▶ WHAT YOU NEED TO DO: With respect to the word "bool", report how many lines of the following listing include it. Give nothing but the number.
========================================
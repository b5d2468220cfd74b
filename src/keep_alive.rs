//! Self keep-alive task
//!
//! Hosting platforms such as Render suspend services that receive no traffic
//! for a while. This module runs one background loop that periodically sends a
//! GET to the service's own `/health` endpoint:
//!
//! ```text
//! WAITING (jittered 420..=720s) -> PINGING -> WAITING -> ...
//!                                     | failure
//!                                     v
//!                              BACKOFF (300s) -> WAITING
//! ```
//!
//! The loop stops only when its `CancellationToken` fires. Cancellation is
//! observed before every sleep, during every sleep and during an in-flight
//! ping, so a cancelled task never starts another ping.

use async_trait::async_trait;
use log::{debug, info, warn};
use rand::Rng;
use std::sync::Arc;
use std::time::Duration;
use thiserror::Error;
use tokio::task::JoinHandle;
use tokio_util::sync::CancellationToken;

use crate::metrics::Metrics;

/// Lower bound of the jittered wait, in seconds
pub const DEFAULT_MIN_INTERVAL_SECS: u64 = 420;
/// Upper bound of the jittered wait, in seconds
pub const DEFAULT_MAX_INTERVAL_SECS: u64 = 720;
/// Pause after a failed ping, in seconds
pub const DEFAULT_FAILURE_BACKOFF_SECS: u64 = 300;

/// A ping that did not get an HTTP response back
#[derive(Error, Debug, Clone, PartialEq)]
pub enum PingError {
    #[error("ping timed out")]
    Timeout,

    #[error("network error: {0}")]
    Network(String),
}

impl From<reqwest::Error> for PingError {
    fn from(err: reqwest::Error) -> Self {
        if err.is_timeout() {
            PingError::Timeout
        } else {
            PingError::Network(err.to_string())
        }
    }
}

/// Errors reported when stopping the task
#[derive(Error, Debug)]
pub enum KeepAliveError {
    #[error("keep-alive task did not stop within {0:?}")]
    ShutdownTimeout(Duration),

    #[error("keep-alive task failed: {0}")]
    Join(String),
}

/// Wait-time policy of the loop
#[derive(Debug, Clone, Copy, PartialEq, Eq)]
pub struct JitterPolicy {
    min_interval: Duration,
    max_interval: Duration,
    failure_backoff: Duration,
}

impl Default for JitterPolicy {
    fn default() -> Self {
        Self {
            min_interval: Duration::from_secs(DEFAULT_MIN_INTERVAL_SECS),
            max_interval: Duration::from_secs(DEFAULT_MAX_INTERVAL_SECS),
            failure_backoff: Duration::from_secs(DEFAULT_FAILURE_BACKOFF_SECS),
        }
    }
}

impl JitterPolicy {
    /// Build a policy from raw (possibly misconfigured) second values.
    ///
    /// Zero or negative bounds fall back to the defaults and an upper bound
    /// below the lower one is raised to it, so the loop can never spin.
    pub fn from_secs(min_secs: i64, max_secs: i64, failure_backoff_secs: i64) -> Self {
        let min = positive_or(min_secs, DEFAULT_MIN_INTERVAL_SECS);
        let max = positive_or(max_secs, DEFAULT_MAX_INTERVAL_SECS).max(min);
        let backoff = positive_or(failure_backoff_secs, DEFAULT_FAILURE_BACKOFF_SECS);

        Self {
            min_interval: Duration::from_secs(min),
            max_interval: Duration::from_secs(max),
            failure_backoff: Duration::from_secs(backoff),
        }
    }

    /// Draw the next wait uniformly from `[min, max]` whole seconds
    pub fn sample<R: Rng + ?Sized>(&self, rng: &mut R) -> Duration {
        let secs = rng.gen_range(self.min_interval.as_secs()..=self.max_interval.as_secs());
        Duration::from_secs(secs)
    }

    pub fn min_interval(&self) -> Duration {
        self.min_interval
    }

    pub fn max_interval(&self) -> Duration {
        self.max_interval
    }

    pub fn failure_backoff(&self) -> Duration {
        self.failure_backoff
    }
}

fn positive_or(value: i64, default: u64) -> u64 {
    if value > 0 {
        value as u64
    } else {
        default
    }
}

/// Issues one health request
#[async_trait]
pub trait HealthPinger: Send + Sync {
    /// GET `url`; any HTTP status counts as a response
    async fn ping(&self, url: &str) -> Result<u16, PingError>;
}

/// reqwest-backed pinger
pub struct HttpPinger {
    client: reqwest::Client,
}

impl HttpPinger {
    pub fn new(timeout: Duration) -> Result<Self, PingError> {
        let client = reqwest::Client::builder()
            .timeout(timeout)
            .build()
            .map_err(|e| PingError::Network(format!("failed to build HTTP client: {}", e)))?;
        Ok(Self { client })
    }
}

#[async_trait]
impl HealthPinger for HttpPinger {
    async fn ping(&self, url: &str) -> Result<u16, PingError> {
        let response = self.client.get(url).send().await?;
        Ok(response.status().as_u16())
    }
}

/// `<base_url>/health`
pub fn health_url(base_url: &str) -> String {
    format!("{}/health", base_url.trim_end_matches('/'))
}

/// Handle of the running keep-alive loop
pub struct KeepAliveTask {
    target_url: String,
    token: CancellationToken,
    handle: JoinHandle<()>,
}

impl KeepAliveTask {
    /// Spawn the loop on the current runtime
    pub fn spawn(
        target_url: String,
        policy: JitterPolicy,
        pinger: Arc<dyn HealthPinger>,
        metrics: Metrics,
    ) -> Self {
        let token = CancellationToken::new();

        info!(
            "Starting keep-alive task: target {}, interval {}-{}s, failure backoff {}s",
            target_url,
            policy.min_interval().as_secs(),
            policy.max_interval().as_secs(),
            policy.failure_backoff().as_secs()
        );

        let handle = tokio::spawn(run_loop(
            target_url.clone(),
            policy,
            pinger,
            metrics,
            token.clone(),
        ));

        Self {
            target_url,
            token,
            handle,
        }
    }

    pub fn target_url(&self) -> &str {
        &self.target_url
    }

    /// Whether cancellation has been requested
    pub fn is_cancelled(&self) -> bool {
        self.token.is_cancelled()
    }

    /// Whether the loop has exited
    pub fn is_finished(&self) -> bool {
        self.handle.is_finished()
    }

    /// Cancel the loop and wait up to `grace` for it to exit.
    ///
    /// On timeout the task is aborted and `ShutdownTimeout` is returned.
    pub async fn shutdown(self, grace: Duration) -> Result<(), KeepAliveError> {
        debug!("Requesting keep-alive task cancellation");
        self.token.cancel();

        let abort = self.handle.abort_handle();
        match tokio::time::timeout(grace, self.handle).await {
            Ok(Ok(())) => {
                info!("Keep-alive task stopped cleanly");
                Ok(())
            }
            Ok(Err(e)) => Err(KeepAliveError::Join(e.to_string())),
            Err(_) => {
                abort.abort();
                Err(KeepAliveError::ShutdownTimeout(grace))
            }
        }
    }
}

/// Returns false when cancelled before or during the sleep
async fn sleep_unless_cancelled(token: &CancellationToken, duration: Duration) -> bool {
    if token.is_cancelled() {
        return false;
    }

    tokio::select! {
        biased;
        _ = token.cancelled() => false,
        _ = tokio::time::sleep(duration) => !token.is_cancelled(),
    }
}

async fn run_loop(
    url: String,
    policy: JitterPolicy,
    pinger: Arc<dyn HealthPinger>,
    metrics: Metrics,
    token: CancellationToken,
) {
    loop {
        let wait = policy.sample(&mut rand::thread_rng());
        debug!("Next keep-alive ping in {}s", wait.as_secs());

        if !sleep_unless_cancelled(&token, wait).await {
            break;
        }

        let result = tokio::select! {
            biased;
            _ = token.cancelled() => break,
            result = pinger.ping(&url) => result,
        };

        match result {
            Ok(status) => {
                info!("Keep-alive ping to {} returned HTTP {}", url, status);
                metrics.record_keep_alive_ping("success").await;
            }
            Err(e) => {
                warn!(
                    "Keep-alive ping to {} failed: {}. Pausing {}s",
                    url,
                    e,
                    policy.failure_backoff().as_secs()
                );
                metrics.record_keep_alive_ping("failure").await;

                if !sleep_unless_cancelled(&token, policy.failure_backoff()).await {
                    break;
                }
            }
        }
    }

    debug!("Keep-alive loop exited");
}

#[cfg(test)]
mod tests {
    use super::*;
    use crate::metrics::create_null_exporter;
    use rand::rngs::StdRng;
    use rand::SeedableRng;
    use std::collections::VecDeque;
    use std::sync::Mutex;
    use tokio::time::Instant;

    /// Pinger that replays scripted outcomes and records when it was called
    struct ScriptedPinger {
        outcomes: Mutex<VecDeque<Result<u16, PingError>>>,
        calls: Mutex<Vec<Instant>>,
    }

    impl ScriptedPinger {
        fn new(outcomes: Vec<Result<u16, PingError>>) -> Arc<Self> {
            Arc::new(Self {
                outcomes: Mutex::new(outcomes.into()),
                calls: Mutex::new(Vec::new()),
            })
        }

        fn calls(&self) -> Vec<Instant> {
            self.calls.lock().unwrap().clone()
        }
    }

    #[async_trait]
    impl HealthPinger for ScriptedPinger {
        async fn ping(&self, _url: &str) -> Result<u16, PingError> {
            self.calls.lock().unwrap().push(Instant::now());
            self.outcomes.lock().unwrap().pop_front().unwrap_or(Ok(200))
        }
    }

    /// Pinger whose request never completes
    struct HangingPinger;

    #[async_trait]
    impl HealthPinger for HangingPinger {
        async fn ping(&self, _url: &str) -> Result<u16, PingError> {
            std::future::pending::<()>().await;
            Ok(200)
        }
    }

    fn metrics() -> Metrics {
        Metrics::new(create_null_exporter())
    }

    fn secs(d: Duration) -> u64 {
        d.as_secs()
    }

    #[test]
    fn test_sampled_intervals_stay_in_bounds() {
        let policy = JitterPolicy::default();
        let mut rng = StdRng::seed_from_u64(7);

        let samples: Vec<u64> = (0..1000).map(|_| policy.sample(&mut rng).as_secs()).collect();

        assert!(samples.iter().all(|s| (420..=720).contains(s)));
        // jitter actually varies
        assert!(samples.iter().any(|s| *s != samples[0]));
    }

    #[test]
    fn test_misconfigured_bounds_are_normalised() {
        let policy = JitterPolicy::from_secs(0, -5, -1);
        assert_eq!(policy, JitterPolicy::default());

        let policy = JitterPolicy::from_secs(600, 500, 60);
        assert_eq!(secs(policy.min_interval()), 600);
        assert_eq!(secs(policy.max_interval()), 600);
        assert_eq!(secs(policy.failure_backoff()), 60);

        let mut rng = StdRng::seed_from_u64(1);
        assert_eq!(secs(policy.sample(&mut rng)), 600);
    }

    #[test]
    fn test_health_url() {
        assert_eq!(health_url("https://svc.onrender.com/"), "https://svc.onrender.com/health");
        assert_eq!(health_url("http://localhost:8000"), "http://localhost:8000/health");
    }

    #[tokio::test(start_paused = true)]
    async fn test_successful_pings_follow_jittered_schedule() {
        let start = Instant::now();
        let pinger = ScriptedPinger::new(vec![Ok(200), Ok(503), Ok(200)]);
        let task = KeepAliveTask::spawn(
            "http://localhost:8000/health".to_string(),
            JitterPolicy::default(),
            pinger.clone(),
            metrics(),
        );

        tokio::time::sleep(Duration::from_secs(3 * 720 + 1)).await;
        task.shutdown(Duration::from_secs(5)).await.unwrap();

        let calls = pinger.calls();
        assert!(calls.len() >= 3, "expected at least 3 pings, got {}", calls.len());
        assert!((420..=720).contains(&secs(calls[0] - start)));
        for pair in calls.windows(2) {
            // a non-2xx status is still a response, so no backoff
            assert!((420..=720).contains(&secs(pair[1] - pair[0])));
        }
    }

    #[tokio::test(start_paused = true)]
    async fn test_failed_ping_pauses_once_then_resumes_jitter() {
        let start = Instant::now();
        let pinger = ScriptedPinger::new(vec![
            Err(PingError::Network("connection refused".to_string())),
            Ok(200),
            Ok(200),
        ]);
        let task = KeepAliveTask::spawn(
            "http://localhost:8000/health".to_string(),
            JitterPolicy::default(),
            pinger.clone(),
            metrics(),
        );

        tokio::time::sleep(Duration::from_secs(720 + 300 + 720 + 720 + 1)).await;
        task.shutdown(Duration::from_secs(5)).await.unwrap();

        let calls = pinger.calls();
        assert!(calls.len() >= 3);
        assert!((420..=720).contains(&secs(calls[0] - start)));
        // exactly one 300s pause plus a fresh jittered wait
        assert!((720..=1020).contains(&secs(calls[1] - calls[0])));
        // back to plain jitter afterwards
        assert!((420..=720).contains(&secs(calls[2] - calls[1])));
    }

    #[tokio::test(start_paused = true)]
    async fn test_cancel_during_sleep_exits_without_pinging() {
        let pinger = ScriptedPinger::new(vec![]);
        let task = KeepAliveTask::spawn(
            "http://localhost:8000/health".to_string(),
            JitterPolicy::default(),
            pinger.clone(),
            metrics(),
        );
        assert!(!task.is_cancelled());

        tokio::time::sleep(Duration::from_secs(100)).await;

        let stopped = tokio::time::timeout(
            Duration::from_secs(1),
            task.shutdown(Duration::from_secs(5)),
        )
        .await;
        assert!(matches!(stopped, Ok(Ok(()))));

        tokio::time::sleep(Duration::from_secs(2000)).await;
        assert!(pinger.calls().is_empty());
    }

    #[tokio::test(start_paused = true)]
    async fn test_cancel_during_failure_backoff() {
        let pinger = ScriptedPinger::new(vec![Err(PingError::Timeout)]);
        let task = KeepAliveTask::spawn(
            "http://localhost:8000/health".to_string(),
            JitterPolicy::default(),
            pinger.clone(),
            metrics(),
        );

        // first ping lands by 720s; a second one cannot happen before 1140s
        tokio::time::sleep(Duration::from_secs(721)).await;
        assert_eq!(pinger.calls().len(), 1);

        task.shutdown(Duration::from_secs(5)).await.unwrap();
        tokio::time::sleep(Duration::from_secs(5000)).await;
        assert_eq!(pinger.calls().len(), 1);
    }

    #[tokio::test(start_paused = true)]
    async fn test_cancel_interrupts_in_flight_ping() {
        let task = KeepAliveTask::spawn(
            "http://localhost:8000/health".to_string(),
            JitterPolicy::from_secs(1, 1, 1),
            Arc::new(HangingPinger),
            metrics(),
        );

        tokio::time::sleep(Duration::from_secs(5)).await;
        assert!(!task.is_finished());

        task.shutdown(Duration::from_secs(1)).await.unwrap();
    }
}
========================================
▶ TASK RESPONSE: 3